In the wireless Log (No. 129) of Duty Troops, there are frequent entries showing the refusal of the British Army to rescue Palestinian villagers when attacked by Jews. When Jews asked for help, the troops were ordered to rescue them.
At the end of the Mandate, Britain did not hand over a functioning government to the Palestinians as its duty dictated. The British left Palestine in the hands of European Jewish settlers who were admitted to the country by Britain, trained by Britain and armed by Britain.
Ironically, the settlers’ first task was to terrorise the British themselves and chase them out of Palestine.
The unceremonious British departure from Palestine was the most shameful, nothing like it in the history in the British Empire.
The last High Commissioner of Palestine, Sir Alan Cunningham, left Palestine with no word of goodbye, neither from the losing Arabs nor from the winning Jews.
Britain did not learn from this shameful record.
One year after al Nakba, Britain, together with the United States and France, issued the Tripartite Declaration of 1950, warning the Arabs against any attempt to reverse the destruction of Palestine and the expulsion of its people.
The history that followed repeated the same story. From the Tripartite Aggression of 1956, also known as the Suez Campaign,
to the racist remarks by Theresa May commemorating Balfour’s sin “with pride”

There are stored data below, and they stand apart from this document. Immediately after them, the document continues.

use facefind_core::detector::SCRFD_DEFAULT_INPUT_SIZE;
use facefind_core::Accelerator;
use serde::{Deserialize, Serialize};
use std::path::{Path, PathBuf};
use thiserror::Error;

/// Detector input size used by "fast mode" (roughly 2–3× quicker, misses small faces).
pub const FAST_DETECTOR_INPUT_SIZE: u32 = 320;

#[derive(Error, Debug)]
pub enum ConfigError {
    #[error("reading config at {path}: {source}")]
    Read {
        path: String,
        #[source]
        source: std::io::Error,
    },
    #[error("parsing config {path}: {source}")]
    Parse {
        path: String,
        #[source]
        source: toml::de::Error,
    },
    #[error("serializing config: {0}")]
    Serialize(#[from] toml::ser::Error),
    #[error("similarity threshold {0} is outside [-1, 1]")]
    Threshold(f32),
    #[error("detector input size {0} must be a positive multiple of 32")]
    DetectorInputSize(u32),
}

/// Run configuration.
///
/// Layered as defaults < TOML file < `FACEFIND_*` environment < CLI flags.
#[derive(Debug, Clone, PartialEq, Serialize, Deserialize)]
#[serde(default)]
pub struct Config {
    /// Directory with one sub-directory of reference photos per person.
    pub known_dir: PathBuf,
    /// Directory scanned recursively for candidate photos.
    pub photos_dir: PathBuf,
    /// Root of the `annotated/`, `per_person/` and `reports/` outputs.
    pub output_dir: PathBuf,
    /// Directory containing the SCRFD and ArcFace ONNX models.
    pub model_dir: PathBuf,
    /// Cosine similarity threshold for a positive match (inclusive).
    pub similarity_threshold: f32,
    /// Faces narrower or shorter than this many pixels are ignored.
    pub min_face_size: u32,
    /// Square input resolution of the face detector.
    pub detector_input_size: u32,
    pub accelerator: Accelerator,
}

impl Default for Config {
    fn default() -> Self {
        Self {
            known_dir: PathBuf::from("Known"),
            photos_dir: PathBuf::from("Event Photos"),
            output_dir: PathBuf::from("output"),
            model_dir: facefind_core::default_model_dir(),
            similarity_threshold: 0.35,
            min_face_size: 60,
            detector_input_size: SCRFD_DEFAULT_INPUT_SIZE,
            accelerator: Accelerator::Cpu,
        }
    }
}

impl Config {
    /// Defaults overlaid with the TOML file at `path`.
    ///
    /// A given path that cannot be read is an error, missing files included.
    pub fn load(path: Option<&Path>) -> Result<Self, ConfigError> {
        let Some(path) = path else {
            return Ok(Self::default());
        };
        let raw = std::fs::read_to_string(path).map_err(|source| ConfigError::Read {
            path: path.display().to_string(),
            source,
        })?;
        toml::from_str(&raw).map_err(|source| ConfigError::Parse {
            path: path.display().to_string(),
            source,
        })
    }

    /// Defaults overlaid with `FACEFIND_*` environment variables.
    pub fn from_env() -> Self {
        Self::default().with_env()
    }

    /// Overlay `FACEFIND_*` environment variables onto this configuration.
    pub fn with_env(self) -> Self {
        self.with_vars(|key| std::env::var(key).ok())
    }

    /// Overlay variables from `lookup`. Unparseable values are ignored with a warning.
    pub fn with_vars(self, lookup: impl Fn(&str) -> Option<String>) -> Self {
        let path = |key: &str, current: PathBuf| lookup(key).map(PathBuf::from).unwrap_or(current);

        Self {
            known_dir: path("FACEFIND_KNOWN_DIR", self.known_dir),
            photos_dir: path("FACEFIND_PHOTOS_DIR", self.photos_dir),
            output_dir: path("FACEFIND_OUTPUT_DIR", self.output_dir),
            model_dir: path("FACEFIND_MODEL_DIR", self.model_dir),
            similarity_threshold: env_parse(
                &lookup,
                "FACEFIND_SIMILARITY_THRESHOLD",
                self.similarity_threshold,
            ),
            min_face_size: env_parse(&lookup, "FACEFIND_MIN_FACE_SIZE", self.min_face_size),
            detector_input_size: env_parse(
                &lookup,
                "FACEFIND_DETECTOR_INPUT_SIZE",
                self.detector_input_size,
            ),
            accelerator: env_parse(&lookup, "FACEFIND_ACCELERATOR", self.accelerator),
        }
    }

    pub fn validate(&self) -> Result<(), ConfigError> {
        if !(-1.0..=1.0).contains(&self.similarity_threshold) {
            return Err(ConfigError::Threshold(self.similarity_threshold));
        }
        if self.detector_input_size == 0 || self.detector_input_size % 32 != 0 {
            return Err(ConfigError::DetectorInputSize(self.detector_input_size));
        }
        Ok(())
    }

    pub fn to_toml(&self) -> Result<String, ConfigError> {
        Ok(toml::to_string_pretty(self)?)
    }
}

fn env_parse<T: std::str::FromStr>(
    lookup: &impl Fn(&str) -> Option<String>,
    key: &str,
    default: T,
) -> T {
    match lookup(key) {
        Some(raw) => match raw.trim().parse() {
            Ok(value) => value,
            Err(_) => {
                tracing::warn!(key, value = %raw, "ignoring unparseable environment value");
                default
            }
        },
        None => default,
    }
}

to the apostate Boris Johnson who declared himself as a loyal Zionist,
all this shows that Balfour’s legacy is still alive and well in 10 Downing Street. The debt those willful politicians have to pay is heavy and likely to increase.
Regrettably, those public figures who support Palestine are hounded by well orchestrated and well paid lobby. The defamation of the popular leader, Jeremy Corbyn, is yet another example.
On the bright side, I believe that a sizable majority of the British people today are not in agreement with this shameful legacy.
Demanding justice
Now, Palestinians are demanding justice and remedy. They will never cease to do so.
We call on the British Government:
To apologize to the Palestinian people for a century of death and destruction, due to its willfully failing to undertake its duties and obligations,
To pay full compensation for all direct and consequential losses and damages to the Palestinian people,
To comply with all UN resolutions affirming the Palestinian rights.
To make amends by assisting, in the establishment of a free democratic Palestine, by means such as:
- By correcting its policies, within the United Kingdom and in the international arena, such that the inalienable Palestinian rights are fully realized,
- By helping, as a primary actor, in the rebuilding of Palestine and the repatriation of its people,
- By teaching the Palestinian history and suffering of the people in school curriculum and in the media,
- And by any other means found necessary to achieve the aim of a free and independent Palestine.
On all the above, we call on all people of good conscience in Britain and indeed in the world to stand by these demands for restoring Palestine and bringing justice, freedom and peace to its people.